For companies and plants, Hill emphasized that the keys to survival have changed little from recent years. Successful plants and companies are those that operate with flexible work force policies and that employ workers who labor with flexible work force rules. In the current environment, low debt levels and ready access to capital are important factors in survival. On the national and global stage, Hill argued that the long-term value of the dollar also influences the health of assembly plants. According to Hill, the pending “card check” of the proposed Employee Free Choice Act (EFCA) that is under consideration in the U.S. Congress may exert a pernicious effect on automotive investment in the Midwest, north of Interstate 70. If passed, Hill contended that new plants will gravitate as far as possible from those communities that tend to support labor union representation.

In advising Midwest communities that are being impacted by automotive plant closings, Hill noted that a lot has been learned from the region’s steel plant closings in the 1980s and from defense plant closings. One lesson, said Hill, is that legacy costs—such as overly generous pension benefits and health care—must be shed if new companies are to survive and invest. Hill also cautioned towns and states and the federal government to avoid “lemon socialism.” That is to say, governments are especially inept at knowing which plants and companies that can survive; heavy subsidization of chosen “winners” is usually wasteful and prolongs the agony of readjustment.

In looking to assist new industries, plants, and investments, there is no silver bullet. Yet, communities must mobilize quickly and move toward new realities and opportunities. In doing so, communities must pay attention to market trends and forces, and reinvigorate the assets of their people (their skills) and their infrastructure. In identifying assets to protect when a plant has closed, Hill emphasized that land is the critical asset. Communities would do well to bring land back to the market for redevelopment through brownfield cleanup and land banking. In contrast, towns should be skeptical of fads. Who isn’t targeting wind, bio, solar?
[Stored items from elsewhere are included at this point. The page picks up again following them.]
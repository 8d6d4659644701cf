//! GameEvent - Everything the engine reports to the presentation layer
//!
//! Events carry ids, not text. Names for ids (including purged enemies) are
//! resolved with `GameState::name_of`.

use crate::battle::BattleOutcome;
use crate::error::ActionError;
use crate::stats::Stats;
use crate::types::{ActorId, ActorKind, EquipSlot, ItemId};

#[derive(Debug, Clone, PartialEq)]
pub enum GameEvent {
    // === Flow ===
    EncounterStarted {
        name: String,
        intro: String,
    },
    /// Obstacles still standing in the way after a won battle
    PathBlocked {
        obstacles: Vec<ActorId>,
    },
    BattleStarted {
        roster: Vec<ActorId>,
    },
    RoundStarted {
        round: u32,
    },
    TurnStarted {
        actor: ActorId,
    },
    /// The actor is down and loses its turn
    TurnSkipped {
        actor: ActorId,
    },
    /// Paralyzed; `turns_left` more turns will be skipped after this one
    Immobilized {
        actor: ActorId,
        turns_left: u32,
    },
    BattleConcluded {
        outcome: BattleOutcome,
        rounds: u32,
    },
    InteractionStarted,
    PlayerSelected {
        actor: ActorId,
    },
    InteractionEnded,

    // === Combat ===
    DamageDealt {
        source: Option<ActorId>,
        target: ActorId,
        amount: f64,
        remaining: f64,
    },
    Dodged {
        source: Option<ActorId>,
        target: ActorId,
    },
    FriendlyFire {
        source: ActorId,
        target: ActorId,
    },
    /// Health reached zero. For entities this means broken.
    ActorDefeated {
        actor: ActorId,
        kind: ActorKind,
        /// Members of the same side still standing
        remaining: u32,
    },
    PartyWiped,
    Victory,
    Healed {
        target: ActorId,
        amount: f64,
        health: f64,
    },
    Revived {
        actor: ActorId,
        health: f64,
    },
    Defending {
        knight: ActorId,
    },
    DefendEnded {
        knight: ActorId,
    },
    Paralyzed {
        source: ActorId,
        target: ActorId,
        turns: u32,
    },
    Purified {
        cleric: ActorId,
    },

    // === Items ===
    ItemCollected {
        item: String,
        from: Option<ActorId>,
    },
    Equipped {
        actor: ActorId,
        item: ItemId,
        slot: EquipSlot,
    },
    Unequipped {
        actor: ActorId,
        item: ItemId,
        slot: EquipSlot,
    },

    // === Views ===
    InventoryShown {
        items: Vec<String>,
        potions: u32,
        coins: u32,
    },
    EquipmentShown {
        actor: ActorId,
        slots: Vec<(EquipSlot, Option<String>)>,
    },
    StatsShown {
        actor: ActorId,
        stats: Stats,
    },

    // === Failures ===
    ActionFailed {
        actor: Option<ActorId>,
        error: ActionError,
    },
}

impl GameEvent {
    /// Whether the event changed any health value
    pub fn is_damage(&self) -> bool {
        matches!(self, GameEvent::DamageDealt { .. })
    }
}
//! Configuration loading from TOML files

mod constants;
mod world;

pub use constants::GameConstants;
pub use world::{
    default_world, load_world, parse_world, EncounterConfig, EnemyConfig, LootConfig,
    ObstacleConfig, PartyMemberConfig, WorldConfig,
};

use std::fs;
use std::path::Path;
use thiserror::Error;

/// Configuration loading error
#[derive(Error, Debug)]
pub enum ConfigError {
    #[error("Failed to read config file: {0}")]
    IoError(#[from] std::io::Error),
    #[error("Failed to parse TOML: {0}")]
    ParseError(#[from] toml::de::Error),
    #[error("Configuration validation error: {0}")]
    ValidationError(String),
}

/// Load a TOML file and deserialize it
pub fn load_toml<T: serde::de::DeserializeOwned>(path: &Path) -> Result<T, ConfigError> {
    let content = fs::read_to_string(path)?;
    let config: T = toml::from_str(&content)?;
    Ok(config)
}

/// Load a TOML string and deserialize it
pub fn parse_toml<T: serde::de::DeserializeOwned>(content: &str) -> Result<T, ConfigError> {
    let config: T = toml::from_str(content)?;
    Ok(config)
}
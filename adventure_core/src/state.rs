//! GameState - The single context object every engine operation works on
//!
//! Holds the actors, the item registry, the shared inventory, the alive
//! counters and battle flags, and the queue of events waiting to be rendered.

use crate::actor::{Actor, Enemy, Entity, Player};
use crate::config::GameConstants;
use crate::event::GameEvent;
use crate::item::{ItemLocation, ItemRegistry, SharedInventory, WorldItem};
use crate::stats::Stats;
use crate::types::{ActorId, ActorKind, EnemyKind, ItemId, PlayerClass};
use std::collections::BTreeMap;

#[derive(Debug, Clone)]
pub struct GameState {
    actors: BTreeMap<ActorId, Actor>,
    /// Names stay resolvable after an actor is purged
    names: BTreeMap<ActorId, String>,
    next_actor: u32,
    pub(crate) items: ItemRegistry,
    pub inventory: SharedInventory,

    // Denormalized counts of actors with health above zero
    pub(crate) alive_players: u32,
    pub(crate) alive_enemies: u32,

    pub(crate) party_defeated: bool,
    pub(crate) enemies_cleared: bool,
    pub(crate) in_battle: bool,
    /// A defending knight draws every enemy attack while set
    pub(crate) targeting_override: Option<ActorId>,

    constants: GameConstants,
    events: Vec<GameEvent>,
}

impl Default for GameState {
    fn default() -> Self {
        Self::new(GameConstants::default())
    }
}

impl GameState {
    pub fn new(constants: GameConstants) -> Self {
        GameState {
            actors: BTreeMap::new(),
            names: BTreeMap::new(),
            next_actor: 0,
            items: ItemRegistry::new(),
            inventory: SharedInventory::default(),
            alive_players: 0,
            alive_enemies: 0,
            party_defeated: false,
            enemies_cleared: false,
            in_battle: false,
            targeting_override: None,
            constants,
            events: Vec::new(),
        }
    }

    // === Spawning ===

    fn insert_actor(&mut self, actor: Actor) -> ActorId {
        let id = ActorId(self.next_actor);
        self.next_actor += 1;
        self.names.insert(id, actor.name().to_string());
        self.actors.insert(id, actor);
        id
    }

    /// Add a party member with the given stats; their class potions join the stash
    pub fn spawn_player(&mut self, name: impl Into<String>, class: PlayerClass, stats: Stats) -> ActorId {
        let player = Player::new(name, class, stats);
        if player.is_alive() {
            self.alive_players += 1;
        }
        self.inventory.potions += class.starting_potions();
        self.insert_actor(player.into())
    }

    pub fn spawn_enemy(&mut self, name: impl Into<String>, kind: EnemyKind, stats: Stats) -> ActorId {
        let enemy = Enemy::new(name, kind, stats);
        if enemy.is_alive() {
            self.alive_enemies += 1;
        }
        // A fresh enemy side means a fresh fight
        self.enemies_cleared = false;
        self.insert_actor(enemy.into())
    }

    pub fn spawn_entity(&mut self, name: impl Into<String>, durability: f64) -> ActorId {
        self.insert_actor(Entity::new(name, durability).into())
    }

    /// Remove an actor from play
    ///
    /// Carried coins and potions leave the world with it; carried equipment
    /// is dropped on the ground.
    pub fn despawn(&mut self, id: ActorId) -> Option<Actor> {
        let actor = self.actors.remove(&id)?;
        if actor.is_alive() {
            match actor.kind() {
                ActorKind::Player => self.alive_players -= 1,
                ActorKind::Enemy => self.alive_enemies -= 1,
                ActorKind::Entity => {}
            }
        }
        for item in actor.inventory() {
            let is_equip = self
                .items
                .get(*item)
                .is_some_and(|record| record.item.as_equip().is_some());
            if is_equip {
                self.items.set_location(*item, ItemLocation::Ground);
            } else {
                self.items.remove(*item);
            }
        }
        if self.targeting_override == Some(id) {
            self.targeting_override = None;
        }
        Some(actor)
    }

    // === Items ===

    /// Register an item and put it in an actor's lootable inventory
    pub fn give_item(&mut self, owner: ActorId, item: WorldItem) -> Option<ItemId> {
        let actor = self.actors.get_mut(&owner)?;
        let id = self.items.register(item, ItemLocation::Carried(owner));
        actor.inventory_mut().push(id);
        Some(id)
    }

    /// Register an item lying on the ground
    pub fn place_on_ground(&mut self, item: WorldItem) -> ItemId {
        self.items.register(item, ItemLocation::Ground)
    }

    /// Register an item directly in the shared inventory
    pub fn add_to_shared(&mut self, item: WorldItem) -> ItemId {
        self.items.register(item, ItemLocation::Shared)
    }

    pub fn items(&self) -> &ItemRegistry {
        &self.items
    }

    /// Items in the shared inventory
    pub fn shared_items(&self) -> Vec<ItemId> {
        self.items.at(ItemLocation::Shared)
    }

    pub fn ground_items(&self) -> Vec<ItemId> {
        self.items.at(ItemLocation::Ground)
    }

    pub fn item_name(&self, id: ItemId) -> String {
        self.items.name(id).unwrap_or_else(|| id.to_string())
    }

    // === Actors ===

    pub fn actor(&self, id: ActorId) -> Option<&Actor> {
        self.actors.get(&id)
    }

    pub fn actor_mut(&mut self, id: ActorId) -> Option<&mut Actor> {
        self.actors.get_mut(&id)
    }

    pub fn player(&self, id: ActorId) -> Option<&Player> {
        self.actors.get(&id).and_then(Actor::as_player)
    }

    pub fn player_mut(&mut self, id: ActorId) -> Option<&mut Player> {
        self.actors.get_mut(&id).and_then(Actor::as_player_mut)
    }

    pub fn actors(&self) -> impl Iterator<Item = (ActorId, &Actor)> {
        self.actors.iter().map(|(id, actor)| (*id, actor))
    }

    /// Ids of one kind of actor, in creation order
    pub fn ids_of(&self, kind: ActorKind) -> Vec<ActorId> {
        self.actors
            .iter()
            .filter(|(_, actor)| actor.kind() == kind)
            .map(|(id, _)| *id)
            .collect()
    }

    pub fn players(&self) -> Vec<ActorId> {
        self.ids_of(ActorKind::Player)
    }

    pub fn enemies(&self) -> Vec<ActorId> {
        self.ids_of(ActorKind::Enemy)
    }

    pub fn entities(&self) -> Vec<ActorId> {
        self.ids_of(ActorKind::Entity)
    }

    pub fn living_players(&self) -> Vec<ActorId> {
        self.actors
            .iter()
            .filter(|(_, actor)| actor.kind() == ActorKind::Player && actor.is_alive())
            .map(|(id, _)| *id)
            .collect()
    }

    /// Players enemies may currently attack
    ///
    /// A living defender is the only target; otherwise every living player.
    pub fn targetable_players(&self) -> Vec<ActorId> {
        if let Some(knight) = self.targeting_override {
            if self.actor(knight).is_some_and(Actor::is_alive) {
                return vec![knight];
            }
        }
        self.living_players()
    }

    /// Count living actors of a kind by scanning (the counters cache this)
    pub fn count_living(&self, kind: ActorKind) -> u32 {
        self.actors
            .values()
            .filter(|actor| actor.kind() == kind && actor.is_alive())
            .count() as u32
    }

    /// Display name for an id, including purged actors
    pub fn name_of(&self, id: ActorId) -> &str {
        self.names.get(&id).map(String::as_str).unwrap_or("someone")
    }

    /// Case-insensitive actor lookup for the presentation layer
    pub fn find_actor(&self, name: &str) -> Option<ActorId> {
        let name = name.trim();
        self.actors
            .iter()
            .find(|(_, actor)| actor.name().eq_ignore_ascii_case(name))
            .map(|(id, _)| *id)
    }

    /// Case-insensitive item lookup for the presentation layer
    pub fn find_item(&self, name: &str) -> Option<ItemId> {
        self.items.find_by_name(name)
    }

    // === Flags ===

    pub fn alive_players(&self) -> u32 {
        self.alive_players
    }

    pub fn alive_enemies(&self) -> u32 {
        self.alive_enemies
    }

    pub fn is_party_defeated(&self) -> bool {
        self.party_defeated
    }

    pub fn are_enemies_cleared(&self) -> bool {
        self.enemies_cleared
    }

    /// Either side has been wiped out
    pub fn is_concluded(&self) -> bool {
        self.party_defeated || self.enemies_cleared
    }

    pub fn in_battle(&self) -> bool {
        self.in_battle
    }

    pub fn targeting_override(&self) -> Option<ActorId> {
        self.targeting_override
    }

    pub fn constants(&self) -> &GameConstants {
        &self.constants
    }

    // === Events ===

    pub fn emit(&mut self, event: GameEvent) {
        self.events.push(event);
    }

    /// Events not yet handed to the presentation layer
    pub fn pending_events(&self) -> &[GameEvent] {
        &self.events
    }

    pub fn drain_events(&mut self) -> Vec<GameEvent> {
        std::mem::take(&mut self.events)
    }
}
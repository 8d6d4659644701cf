//! World items - equipment and collectibles, and where each one currently is

use crate::stats::Modifier;
use crate::types::{ActorId, ClassRestriction, EquipSlot, ItemId};
use serde::{Deserialize, Serialize};
use std::collections::BTreeMap;
use std::fmt;

/// An equippable item. Immutable once created.
#[derive(Debug, Clone, PartialEq, Serialize, Deserialize)]
pub struct EquipItem {
    pub name: String,
    pub slot: EquipSlot,
    /// Which class may wear it
    #[serde(default, rename = "class")]
    pub allowed: ClassRestriction,
    /// Multiplicative factors applied while worn
    #[serde(default)]
    pub upgrades: Modifier,
}

impl EquipItem {
    pub fn new(
        name: impl Into<String>,
        slot: EquipSlot,
        allowed: ClassRestriction,
        upgrades: Modifier,
    ) -> Self {
        EquipItem {
            name: name.into(),
            slot,
            allowed,
            upgrades,
        }
    }
}

/// Kind of currency-like pickup
#[derive(Debug, Clone, Copy, PartialEq, Eq, Serialize, Deserialize)]
#[serde(rename_all = "snake_case")]
pub enum CollectibleKind {
    Coins,
    Potions,
}

/// A stack of coins or potions
#[derive(Debug, Clone, Copy, PartialEq, Eq, Serialize, Deserialize)]
pub struct Collectible {
    pub kind: CollectibleKind,
    pub amount: u32,
}

impl Collectible {
    pub fn coins(amount: u32) -> Self {
        Collectible {
            kind: CollectibleKind::Coins,
            amount,
        }
    }

    pub fn potions(amount: u32) -> Self {
        Collectible {
            kind: CollectibleKind::Potions,
            amount,
        }
    }
}

impl fmt::Display for Collectible {
    fn fmt(&self, f: &mut fmt::Formatter<'_>) -> fmt::Result {
        match self.kind {
            CollectibleKind::Coins => write!(f, "{} Coins", self.amount),
            CollectibleKind::Potions => write!(f, "{} Potions", self.amount),
        }
    }
}

/// Anything that can lie on the ground or sit in an inventory
#[derive(Debug, Clone, PartialEq)]
pub enum WorldItem {
    Equip(EquipItem),
    Collectible(Collectible),
}

impl WorldItem {
    pub fn name(&self) -> String {
        match self {
            WorldItem::Equip(item) => item.name.clone(),
            WorldItem::Collectible(collectible) => collectible.to_string(),
        }
    }

    pub fn as_equip(&self) -> Option<&EquipItem> {
        match self {
            WorldItem::Equip(item) => Some(item),
            WorldItem::Collectible(_) => None,
        }
    }
}

/// Where a registered item currently is
#[derive(Debug, Clone, Copy, PartialEq, Eq)]
pub enum ItemLocation {
    /// Lying around, can be picked up
    Ground,
    /// In an actor's lootable inventory
    Carried(ActorId),
    /// In the party's shared inventory
    Shared,
    /// Worn by a player
    Equipped(ActorId, EquipSlot),
}

/// A registered item and its location
#[derive(Debug, Clone, PartialEq)]
pub struct ItemRecord {
    pub item: WorldItem,
    pub location: ItemLocation,
}

/// Registry of every item still present in the world
///
/// Collected coins and potions are removed; everything else stays registered
/// for the whole session.
#[derive(Debug, Clone, Default)]
pub struct ItemRegistry {
    records: BTreeMap<ItemId, ItemRecord>,
    next_id: u32,
}

impl ItemRegistry {
    pub fn new() -> Self {
        Self::default()
    }

    /// Register an item at a location, returning its id
    pub fn register(&mut self, item: WorldItem, location: ItemLocation) -> ItemId {
        let id = ItemId(self.next_id);
        self.next_id += 1;
        self.records.insert(id, ItemRecord { item, location });
        id
    }

    pub fn get(&self, id: ItemId) -> Option<&ItemRecord> {
        self.records.get(&id)
    }

    pub fn location(&self, id: ItemId) -> Option<ItemLocation> {
        self.records.get(&id).map(|record| record.location)
    }

    pub fn set_location(&mut self, id: ItemId, location: ItemLocation) {
        if let Some(record) = self.records.get_mut(&id) {
            record.location = location;
        }
    }

    pub fn equip_item(&self, id: ItemId) -> Option<&EquipItem> {
        self.records.get(&id).and_then(|record| record.item.as_equip())
    }

    pub fn name(&self, id: ItemId) -> Option<String> {
        self.records.get(&id).map(|record| record.item.name())
    }

    pub fn remove(&mut self, id: ItemId) -> Option<ItemRecord> {
        self.records.remove(&id)
    }

    /// Case-insensitive lookup by display name
    pub fn find_by_name(&self, name: &str) -> Option<ItemId> {
        let name = name.trim();
        self.records
            .iter()
            .find(|(_, record)| record.item.name().eq_ignore_ascii_case(name))
            .map(|(id, _)| *id)
    }

    /// Ids of items at a location, in registration order
    pub fn at(&self, location: ItemLocation) -> Vec<ItemId> {
        self.records
            .iter()
            .filter(|(_, record)| record.location == location)
            .map(|(id, _)| *id)
            .collect()
    }

    pub fn iter(&self) -> impl Iterator<Item = (ItemId, &ItemRecord)> {
        self.records.iter().map(|(id, record)| (*id, record))
    }

    pub fn len(&self) -> usize {
        self.records.len()
    }

    pub fn is_empty(&self) -> bool {
        self.records.is_empty()
    }
}

/// Party-wide currency counters
///
/// The shared item pool itself is every registry item at
/// [`ItemLocation::Shared`].
#[derive(Debug, Clone, Copy, Default, PartialEq, Eq, Serialize, Deserialize)]
pub struct SharedInventory {
    pub potions: u32,
    pub coins: u32,
}

impl SharedInventory {
    /// Add a collectible stack to the counters
    pub fn collect(&mut self, collectible: Collectible) {
        match collectible.kind {
            CollectibleKind::Coins => self.coins += collectible.amount,
            CollectibleKind::Potions => self.potions += collectible.amount,
        }
    }
}

#[cfg(test)]
mod tests {
    use super::*;
    use crate::stats::StatField;

    fn bow() -> WorldItem {
        WorldItem::Equip(EquipItem::new(
            "Simple Bow",
            EquipSlot::Weapon,
            ClassRestriction::Archer,
            Modifier::new().with(StatField::Speed, 1.3),
        ))
    }

    #[test]
    fn test_collectible_names() {
        assert_eq!(Collectible::coins(10).to_string(), "10 Coins");
        assert_eq!(Collectible::potions(2).to_string(), "2 Potions");
    }

    #[test]
    fn test_registry_lookup_and_location() {
        let mut registry = ItemRegistry::new();
        let id = registry.register(bow(), ItemLocation::Ground);
        assert_eq!(registry.find_by_name("simple bow"), Some(id));
        assert_eq!(registry.at(ItemLocation::Ground), vec![id]);

        registry.set_location(id, ItemLocation::Shared);
        assert!(registry.at(ItemLocation::Ground).is_empty());
        assert_eq!(registry.location(id), Some(ItemLocation::Shared));
    }

    #[test]
    fn test_shared_inventory_collect() {
        let mut inventory = SharedInventory::default();
        inventory.collect(Collectible::coins(10));
        inventory.collect(Collectible::potions(2));
        inventory.collect(Collectible::coins(5));
        assert_eq!(inventory.coins, 15);
        assert_eq!(inventory.potions, 2);
    }
}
Even with good practices, said Hill, we still have much to learn about community revitalization. The experiences involving mass worker layoffs in the 1980s were not kind. Approximately, one-third of workers retired, one-third successfully adapted, and one-third fell into poverty. Redevelopment has not always been successful. And when it has been, revitalization has often taken a long time—up to 20 years.

In my concluding presentation, I observed that each community has somewhat unique opportunities, assets, and challenges. For this reason, a “one size fits all” revitalization strategy will surely fail. All communities must start with a sound factual assessment of its own situation. In charting its policy course of action, a community must draw on credible information concerning the many demographic and economic trends that are at play. In choosing among policy actions, a community must be cognizant of the successes and failures of similar choices that have been made by others. 

The views expressed in this post are our own and do not reflect those of the Federal Reserve Bank of Chicago or the Federal Reserve System.